Linear models analysis is one of the most appealing statistical methods for its directly interpretable results. The accelerated failure time (AFT) and censored quantile regression (QR) model serve counterparts of the classical linear and uncensored QR model for censored data, and complement the Cox-proportional hazards model. Censored QR, in particular, enriches linear models analysis for censored data by allowing non-constant covariate effects across the distribution of event times. Other regression methods unduly constrain the covariate effects to be constant and fail to provide consistent results. In contrast censored QR allows the treatment effect to be negative for more severe cases (with shorter event-free survival times) but positive in other cases. The AFT and censored QR model are, however, under-utilized as flexible and general methods for estimation, variable selection and inference do not exist. This investigation includes developing (A) flexible estimation methods that work under less stringent conditions than those for existing methods, (B) methods for variable selection, including high dimensional data, and (C) general empirical likelihood(EL) methods parallel to uncensored case. In addition, the general ideas of the proposed research and method developed are applicable to truncation or other censoring types, although they are developed under random right censoring mechanism.
Improving statistical models for predicting medical outcomes is always an important part of statistical research. Thanks to recent advancement in high throughput technologies, a vast amount of potentially useful information, including patient's gene profile, is available and anticipated to lead to much improved prediction. The proposed study investigates novel methods to incorporate those data in building a better statistical model to more accurately predict a patient survival. The type of models to be investigated are also more sophisticated: instead of predicting only an "average" person's survival, they allow prediction for "top 10%, or "bottom 10%", while allowing the survivals can be very differently impacted by the gene profile.

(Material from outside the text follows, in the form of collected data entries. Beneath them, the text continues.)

//! Pending-change ledger.
//!
//! Records every net-effective local edit as a typed, timestamped entry so
//! that it can be pushed to the remote tracker later, shown to the user, or
//! undone individually. Pure state with no I/O.

use chrono::Utc;
use uuid::Uuid;

use crate::change::{ChangeField, ChangeId, ChangeValue, PendingChange};
use crate::task::{Task, TaskUpdate};

/// Value the `new_value` of a creation entry holds.
pub const CREATED_MARKER: &str = "created";

/// Ordered log of pending changes (oldest first).
#[derive(Debug, Clone, Default, PartialEq)]
pub struct ChangeLedger {
    entries: Vec<PendingChange>,
    next_sequence: u64,
}

impl ChangeLedger {
    pub fn new() -> Self {
        Self::default()
    }

    /// Rebuild a ledger from persisted entries, keeping their order.
    pub fn from_entries(mut entries: Vec<PendingChange>) -> Self {
        entries.sort_by_key(|e| e.sequence);
        let next_sequence = entries.iter().map(|e| e.sequence + 1).max().unwrap_or(0);
        Self {
            entries,
            next_sequence,
        }
    }

    /// Append one entry when `old` and `new` differ. Returns the new entry id.
    pub fn record(
        &mut self,
        task: &Task,
        field: ChangeField,
        old_value: ChangeValue,
        new_value: ChangeValue,
    ) -> Option<ChangeId> {
        self.record_titled(task, &task.title, field, old_value, new_value)
    }

    fn record_titled(
        &mut self,
        task: &Task,
        title: &str,
        field: ChangeField,
        old_value: ChangeValue,
        new_value: ChangeValue,
    ) -> Option<ChangeId> {
        if old_value == new_value {
            return None;
        }

        let change = PendingChange {
            id: Uuid::new_v4(),
            sequence: self.next_sequence,
            task_id: task.id.clone(),
            task_title: title.to_string(),
            field,
            old_value,
            new_value,
            timestamp: Utc::now(),
        };
        self.next_sequence += 1;

        tracing::debug!("Ledger +{} ({} pending)", change.summary(), self.entries.len() + 1);
        let id = change.id;
        self.entries.push(change);
        Some(id)
    }

    pub fn record_creation(&mut self, task: &Task) -> Option<ChangeId> {
        self.record(
            task,
            ChangeField::Created,
            ChangeValue::Empty,
            ChangeValue::from(CREATED_MARKER),
        )
    }

    /// Append one entry per field that `updates` would effectively change on
    /// `task`. Colour is cosmetic and never recorded. Must be called before
    /// the update is applied.
    pub fn record_updates(&mut self, task: &Task, updates: &TaskUpdate) -> Vec<ChangeId> {
        let title = updates.title.as_deref().unwrap_or(&task.title);
        field_diffs(task, updates)
            .into_iter()
            .filter_map(|(field, old, new)| self.record_titled(task, title, field, old, new))
            .collect()
    }

    pub fn entries(&self) -> &[PendingChange] {
        &self.entries
    }

    pub fn len(&self) -> usize {
        self.entries.len()
    }

    pub fn is_empty(&self) -> bool {
        self.entries.is_empty()
    }

    pub fn get(&self, id: ChangeId) -> Option<&PendingChange> {
        self.entries.iter().find(|e| e.id == id)
    }

    pub fn for_task<'a>(&'a self, task_id: &'a str) -> impl Iterator<Item = &'a PendingChange> {
        self.entries.iter().filter(move |e| e.task_id == task_id)
    }

    /// Entries newest first, for display.
    pub fn recent_first(&self) -> impl Iterator<Item = &PendingChange> {
        self.entries.iter().rev()
    }

    /// Remove and return one entry.
    pub fn take(&mut self, id: ChangeId) -> Option<PendingChange> {
        let pos = self.entries.iter().position(|e| e.id == id)?;
        Some(self.entries.remove(pos))
    }

    /// Remove every entry whose id is listed. Returns how many were removed.
    pub fn remove_many(&mut self, ids: &[ChangeId]) -> usize {
        let before = self.entries.len();
        self.entries.retain(|e| !ids.contains(&e.id));
        before - self.entries.len()
    }

    pub fn remove_for_task(&mut self, task_id: &str) -> usize {
        let before = self.entries.len();
        self.entries.retain(|e| e.task_id != task_id);
        before - self.entries.len()
    }

    pub fn clear(&mut self) {
        self.entries.clear();
    }

    pub fn into_entries(self) -> Vec<PendingChange> {
        self.entries
    }
}

fn field_diffs(task: &Task, updates: &TaskUpdate) -> Vec<(ChangeField, ChangeValue, ChangeValue)> {
    let mut diffs = Vec::new();

    if let Some(title) = &updates.title {
        diffs.push((
            ChangeField::Title,
            ChangeValue::from(task.title.as_str()),
            ChangeValue::from(title.as_str()),
        ));
    }
    if let Some(points) = updates.points {
        diffs.push((
            ChangeField::Points,
            ChangeValue::from(task.points),
            ChangeValue::from(crate::task::sanitize_points(points)),
        ));
    }
    if let Some(status) = updates.status {
        diffs.push((
            ChangeField::Status,
            ChangeValue::from(task.status),
            ChangeValue::from(status),
        ));
    }
    if let Some(target) = updates.assignee.target() {
        diffs.push((
            ChangeField::Assignee,
            ChangeValue::from(task.assignee.as_ref()),
            ChangeValue::from(target),
        ));
    }
    if let Some(target) = updates.sprint.target() {
        diffs.push((
            ChangeField::Sprint,
            ChangeValue::from(task.sprint.as_ref()),
            ChangeValue::from(target),
        ));
    }
    if let Some(target) = updates.description.target() {
        diffs.push((
            ChangeField::Description,
            ChangeValue::from(task.description.as_ref()),
            ChangeValue::from(target),
        ));
    }

    diffs
}

#[cfg(test)]
mod tests {
    use super::*;
    use crate::field_update::FieldUpdate;
    use crate::task::TaskStatus;

    fn task() -> Task {
        let mut task = Task::new("1", "Task 1", 5.0);
        task.status = TaskStatus::ToDo;
        task.sprint = Some("Sprint 1".to_string());
        task.assignee = Some("Alice".to_string());
        task.color = Some("red".to_string());
        task
    }

    #[test]
    fn test_records_one_entry_per_changed_field() {
        let mut ledger = ChangeLedger::new();
        let updates = TaskUpdate {
            status: Some(TaskStatus::Done),
            points: Some(8.0),
            ..TaskUpdate::default()
        };

        let ids = ledger.record_updates(&task(), &updates);

        assert_eq!(ids.len(), 2);
        let status = ledger
            .entries()
            .iter()
            .find(|c| c.field == ChangeField::Status)
            .unwrap();
        assert_eq!(status.old_value, ChangeValue::Status(TaskStatus::ToDo));
        assert_eq!(status.new_value, ChangeValue::Status(TaskStatus::Done));
        let points = ledger
            .entries()
            .iter()
            .find(|c| c.field == ChangeField::Points)
            .unwrap();
        assert_eq!(points.old_value, ChangeValue::Number(5.0));
        assert_eq!(points.new_value, ChangeValue::Number(8.0));
    }

    #[test]
    fn test_identical_values_are_not_recorded() {
        let mut ledger = ChangeLedger::new();
        let updates = TaskUpdate {
            title: Some("Task 1".to_string()),
            points: Some(5.0),
            status: Some(TaskStatus::ToDo),
            assignee: FieldUpdate::Set("Alice".to_string()),
            sprint: FieldUpdate::Set("Sprint 1".to_string()),
            description: FieldUpdate::Clear,
            ..TaskUpdate::default()
        };

        assert!(ledger.record_updates(&task(), &updates).is_empty());
        assert!(ledger.is_empty());
    }

    #[test]
    fn test_color_is_never_recorded() {
        let mut ledger = ChangeLedger::new();
        let updates = TaskUpdate {
            color: FieldUpdate::Set("blue".to_string()),
            ..TaskUpdate::default()
        };

        assert!(ledger.record_updates(&task(), &updates).is_empty());
    }

    #[test]
    fn test_title_change_snapshots_new_title() {
        let mut ledger = ChangeLedger::new();
        let updates = TaskUpdate {
            title: Some("Renamed".to_string()),
            ..TaskUpdate::default()
        };

        ledger.record_updates(&task(), &updates);
        assert_eq!(ledger.entries()[0].task_title, "Renamed");
        assert_eq!(ledger.entries()[0].old_value, ChangeValue::from("Task 1"));
    }

    #[test]
    fn test_sequences_increase_in_append_order() {
        let mut ledger = ChangeLedger::new();
        let task = task();
        ledger.record_creation(&task);
        ledger.record(
            &task,
            ChangeField::Sprint,
            ChangeValue::from("Sprint 1"),
            ChangeValue::Empty,
        );

        let sequences: Vec<u64> = ledger.entries().iter().map(|e| e.sequence).collect();
        assert_eq!(sequences, vec![0, 1]);
        let newest = ledger.recent_first().next().unwrap();
        assert_eq!(newest.field, ChangeField::Sprint);
    }

    #[test]
    fn test_take_and_remove_many() {
        let mut ledger = ChangeLedger::new();
        let task = task();
        let a = ledger.record_creation(&task).unwrap();
        let b = ledger
            .record(&task, ChangeField::Points, 5.0.into(), 3.0.into())
            .unwrap();
        let c = ledger
            .record(&task, ChangeField::Points, 3.0.into(), 2.0.into())
            .unwrap();

        let taken = ledger.take(b).unwrap();
        assert_eq!(taken.id, b);
        assert_eq!(ledger.len(), 2);
        assert!(ledger.take(b).is_none());

        assert_eq!(ledger.remove_many(&[a, c, Uuid::new_v4()]), 2);
        assert!(ledger.is_empty());
    }

    #[test]
    fn test_from_entries_continues_sequence() {
        let mut ledger = ChangeLedger::new();
        let task = task();
        ledger.record_creation(&task);
        ledger.record(&task, ChangeField::Points, 5.0.into(), 1.0.into());

        let mut restored = ChangeLedger::from_entries(ledger.clone().into_entries());
        restored.record(&task, ChangeField::Points, 1.0.into(), 2.0.into());
        assert_eq!(restored.entries().last().unwrap().sequence, 2);
    }
}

Time to event outcomes are often of interest in many research studies. Linear models analysis is one of the most appealing methods for its directly interpretable results. However, it is under-utilized for time to event censored data as we do not have flexible and general methods for estimation, variable selection and inference among others. The proposed research address these issues by developing (A) flexible estimation methods that work under less stringent conditions than those for existing methods, (B) methods for variable selection, and (C) general EL methods parallel to uncensored case. The individual themes of this project are important in its own right and also from a broader perspective. The results will be widely applicable to many scientific and medical problems for which a lack of estimation, variable selection and inference tool has precluded linear models analysis under censoring. For example, survival time or time to relapse commonly appears as primary outcome in many biomedical studies. Standard statistical analytic tools are constrained by rigid assumptions and arbitrary requirements. One of such constraint is the proportionality of hazards that imposes hazard of one group uniformly higher than those of comparison groups all though out lifespan of interest. In reality such uniformity is rare and possibly the hazard of one group may be higher or lower short-term but converges to the hazard of the rest of comparison groups over time. We have developed modeling and inference tools for such changing hazards. We allow potentially different short-term and long-term hazards, which are highly conceptually intuitive and interpretable. Also the proposed research will contribute to advancing other sciences where continuing development in high throughput technologies will make high dimensional data routinely available. Particularly many studies in biomedical science aim to link time-to-event outcome with a genomic, proteomic or imaging data to obtain a system-level understanding of the underlying biological/bio-chemical process and to build a predictive model for future events. The variable selection methods proposed in this research can be readily extend to regularized estimation problems for such data. They will lead to better model selection methods and thus will help to build a more accurate prediction model as to predicting survival times of cancer patients or time until the second cardiac event.